Child Genius or Craft Time?

By | 6:38 PM
Every once in a while, a very young artist will emerge under an explosion of popularity and a general ‘wow’ factor. We as artists mumble and rub our feet in the dirt, not knowing exactly how to react against a child anomaly in the art world. I believe that we are simply confusing the associations attached to the artist in question. An artist is an artist, no matter their demographic. When artist’s submissions are juried for an exhibit, names are left at the door for the sake of fairness in adjudication. So when deciding the worth of work made by ‘genius child-prodigy’, a very objective stance must be taken in order to detach the associations you as a judge/viewer have with the artist.  Subjectivity is one of the largest foes and friends of art itself, so it is logical to assume that if it is necessary to judge an artist, each artist must be judged subjectively and individually.
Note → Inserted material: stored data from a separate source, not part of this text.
//! Position read model and derived position state.
//!
//! `Position` mirrors one row of `GET /fapi/v2/positionRisk`. The poller and
//! the aggregator reduce those rows into a `PositionSnapshot` and then into a
//! `PositionInfo`, which answers the only question the trading loop asks:
//! is anything still open, on which side, and for how long.

use crate::decimal::{parse_decimal, parse_decimal_or_zero};
use crate::error::Result;
use crate::order::PositionSide;
use rust_decimal::Decimal;
use serde::{Deserialize, Serialize};
use std::time::Duration;

/// One position row as returned by the exchange.
#[derive(Debug, Clone, Default, Deserialize, Serialize)]
#[serde(rename_all = "camelCase", default)]
pub struct Position {
    pub symbol: String,
    pub position_amt: String,
    pub entry_price: String,
    pub mark_price: String,
    #[serde(rename = "unRealizedProfit", alias = "unrealizedProfit")]
    pub unrealized_profit: String,
    pub liquidation_price: String,
    pub leverage: String,
    /// Lowercase on this endpoint (`cross` / `isolated`).
    pub margin_type: String,
    pub isolated_margin: String,
    pub position_side: PositionSide,
    pub notional: String,
    pub update_time: i64,
}

impl Position {
    pub fn position_amt(&self) -> Result<Decimal> {
        parse_decimal("positionAmt", &self.position_amt)
    }

    pub fn entry_price(&self) -> Result<Decimal> {
        parse_decimal("entryPrice", &self.entry_price)
    }
}

// ============================================================================
// Snapshot
// ============================================================================

/// Normalized position entry.
#[derive(Debug, Clone, PartialEq, Eq, Serialize, Deserialize)]
pub struct PositionEntry {
    pub symbol: String,
    pub side: PositionSide,
    /// Signed amount (negative for one-way shorts).
    pub amount: Decimal,
    pub unrealized_pnl: Decimal,
    pub update_time_ms: i64,
}

impl From<&Position> for PositionEntry {
    fn from(p: &Position) -> Self {
        Self {
            symbol: p.symbol.clone(),
            side: p.position_side,
            amount: parse_decimal_or_zero(&p.position_amt),
            unrealized_pnl: parse_decimal_or_zero(&p.unrealized_profit),
            update_time_ms: p.update_time,
        }
    }
}

/// All position entries for the traded symbol at one point in time.
#[derive(Debug, Clone, Default, PartialEq, Eq, Serialize, Deserialize)]
pub struct PositionSnapshot {
    pub entries: Vec<PositionEntry>,
}

impl PositionSnapshot {
    pub fn from_positions(positions: &[Position]) -> Self {
        Self {
            entries: positions.iter().map(PositionEntry::from).collect(),
        }
    }

    /// Entries matching `symbol` and `side`.
    pub fn matching<'a>(
        &'a self,
        symbol: &'a str,
        side: PositionSide,
    ) -> impl Iterator<Item = &'a PositionEntry> + 'a {
        self.entries
            .iter()
            .filter(move |e| e.symbol == symbol && e.side == side)
    }

    /// Derive open/closed state at `now_ms`.
    pub fn info(&self, now_ms: i64) -> PositionInfo {
        let mut info = PositionInfo::default();

        for entry in &self.entries {
            let amt = entry.amount.abs();
            if amt.is_zero() {
                continue;
            }

            let is_long = match entry.side {
                PositionSide::Long => true,
                PositionSide::Short => false,
                PositionSide::Both => entry.amount.is_sign_positive(),
            };
            if is_long {
                info.has_long = true;
                info.long_amt = amt;
            } else {
                info.has_short = true;
                info.short_amt = amt;
            }

            let held_ms = now_ms.saturating_sub(entry.update_time_ms).max(0);
            info.duration = Duration::from_millis(held_ms as u64);
            info.unrealized_pnl = entry.unrealized_pnl;
        }

        info
    }
}

/// Derived position state.
#[derive(Debug, Clone, Default, PartialEq, Eq, Serialize, Deserialize)]
pub struct PositionInfo {
    pub has_long: bool,
    pub has_short: bool,
    pub long_amt: Decimal,
    pub short_amt: Decimal,
    /// Time since the open position was last updated.
    pub duration: Duration,
    pub unrealized_pnl: Decimal,
}

impl PositionInfo {
    /// No long and no short position open.
    #[must_use]
    pub fn is_flat(&self) -> bool {
        !self.has_long && !self.has_short
    }
}

#[cfg(test)]
mod tests {
    use super::*;
    use rust_decimal_macros::dec;

    fn position(side: PositionSide, amt: &str, pnl: &str, update_time: i64) -> Position {
        Position {
            symbol: "ETHUSDT".into(),
            position_amt: amt.into(),
            unrealized_profit: pnl.into(),
            position_side: side,
            update_time,
            ..Default::default()
        }
    }

    #[test]
    fn test_decode_position_risk_row() {
        let body = r#"[{
            "symbol": "ETHUSDT",
            "positionAmt": "0.050",
            "entryPrice": "2301.2",
            "markPrice": "2310.0",
            "unRealizedProfit": "0.44",
            "liquidationPrice": "0",
            "leverage": "10",
            "marginType": "cross",
            "isolatedMargin": "0.00000000",
            "isAutoAddMargin": "false",
            "positionSide": "LONG",
            "notional": "115.5",
            "updateTime": 1700000000000
        }]"#;
        let rows: Vec<Position> = serde_json::from_str(body).unwrap();
        assert_eq!(rows[0].position_side, PositionSide::Long);
        assert_eq!(rows[0].position_amt().unwrap(), dec!(0.050));
        assert_eq!(rows[0].unrealized_profit, "0.44");
    }

    #[test]
    fn test_hedge_mode_long_open() {
        let rows = vec![
            position(PositionSide::Long, "0.050", "1.25", 1_000),
            position(PositionSide::Short, "0.000", "0", 0),
        ];
        let info = PositionSnapshot::from_positions(&rows).info(61_000);
        assert!(info.has_long);
        assert!(!info.has_short);
        assert_eq!(info.long_amt, dec!(0.05));
        assert_eq!(info.duration, Duration::from_secs(60));
        assert_eq!(info.unrealized_pnl, dec!(1.25));
        assert!(!info.is_flat());
    }

    #[test]
    fn test_short_amount_is_absolute() {
        let rows = vec![position(PositionSide::Short, "-0.200", "-3.1", 0)];
        let info = PositionSnapshot::from_positions(&rows).info(0);
        assert!(info.has_short);
        assert_eq!(info.short_amt, dec!(0.2));
    }

    #[test]
    fn test_one_way_mode_uses_sign() {
        let long = PositionSnapshot::from_positions(&[position(PositionSide::Both, "1", "0", 0)]);
        assert!(long.info(0).has_long);

        let short = PositionSnapshot::from_positions(&[position(PositionSide::Both, "-1", "0", 0)]);
        let info = short.info(0);
        assert!(info.has_short);
        assert!(!info.has_long);
    }

    #[test]
    fn test_flat_and_unparsable_rows() {
        let rows = vec![
            position(PositionSide::Long, "0", "0", 0),
            position(PositionSide::Short, "", "", 0),
        ];
        let info = PositionSnapshot::from_positions(&rows).info(10);
        assert!(info.is_flat());
        assert_eq!(info.duration, Duration::ZERO);

        assert!(PositionSnapshot::default().info(0).is_flat());
    }

    #[test]
    fn test_future_update_time_clamps_duration() {
        let rows = vec![position(PositionSide::Long, "1", "0", 5_000)];
        let info = PositionSnapshot::from_positions(&rows).info(1_000);
        assert_eq!(info.duration, Duration::ZERO);
    }

    #[test]
    fn test_matching_filters_symbol_and_side() {
        let snapshot = PositionSnapshot::from_positions(&[
            position(PositionSide::Long, "1", "0", 0),
            position(PositionSide::Short, "-1", "0", 0),
        ]);
        assert_eq!(snapshot.matching("ETHUSDT", PositionSide::Long).count(), 1);
        assert_eq!(snapshot.matching("BTCUSDT", PositionSide::Long).count(), 0);
    }
}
Most recently, an artist of four years old is showing at a Tony Chelsea Gallery in NYC. Her name is Aelita Andre and she was first on the news at a tender two years old. She paints hyper-abstraction, some recognizable objects but mostly color swatches and splatters. Despite the rumors that her parents push her to paint in a certain way, it is also said that she is talented, that her art is a recognizable attribute to prove natural endowment.  In the subjectivity of art, can there be such a thing as a ‘natural ability’ to become famous? If this girl would have born to the same family 70 years in the past, would her work leave the refrigerator even if she tried to exhibit? Being a successful artist means being in the right place at the right time around the right people, and it seldom has to do with the art itself.  Artists at an adult age are painting similar pictures to her but selling them for thousands less because they were not in her situation. Does that make them less important to the movement they are contributing to? I would suppose it is up to us viewers to decide their place in history. Malcolm Gladwell said that it takes approximately 10,000 hours to become a master at a skill, which furthers the idea that it is impossible to be talented at art because it is something to be worked on and perfected. Aelita Andre is the currency of the art world, that is to say, her worth is based on the worth given to her and not her intrinsic value.

Aelita Andre and her parents in the studio




I was impressed by the work of child prodigy Akiane. Her surrealist paintings of ethereal universes touch on the fleeting imaginations and philosophies of our own world. Her canvas is always balanced and harmonious, and her realism is unmatched by some painters that I have seen myself in galleries and museums. However this is nothing new to the art world. From renaissance times until the industrial revolution, many artists set off to begin their careers at ages 7 and above. Rembrandt was 14 when his portraits started evolving and he took an internship to being his career. Andre Masson was 11 when he entered the Académie Royale des Beaux-arts. He spent the rest of his life, starving himself and doing drugs to get the same effects he could when he was younger through automatism. The world of art is a fickle mistress just as any other adult field of society. Should six year olds be given a corner office with a junior vice president’s responsibilities? Should 4 year olds be exposed to the cutthroat art world? I think patience is the more prudent option, until the artist him/herself can decide the impact of their art in the world.

Akiane with one of her highly publicised works



Artist/contributing writer Dustin E. Parr, emerging art historian and fine artist, focusing on defining the role of artists in the chaotic times of contemporary art.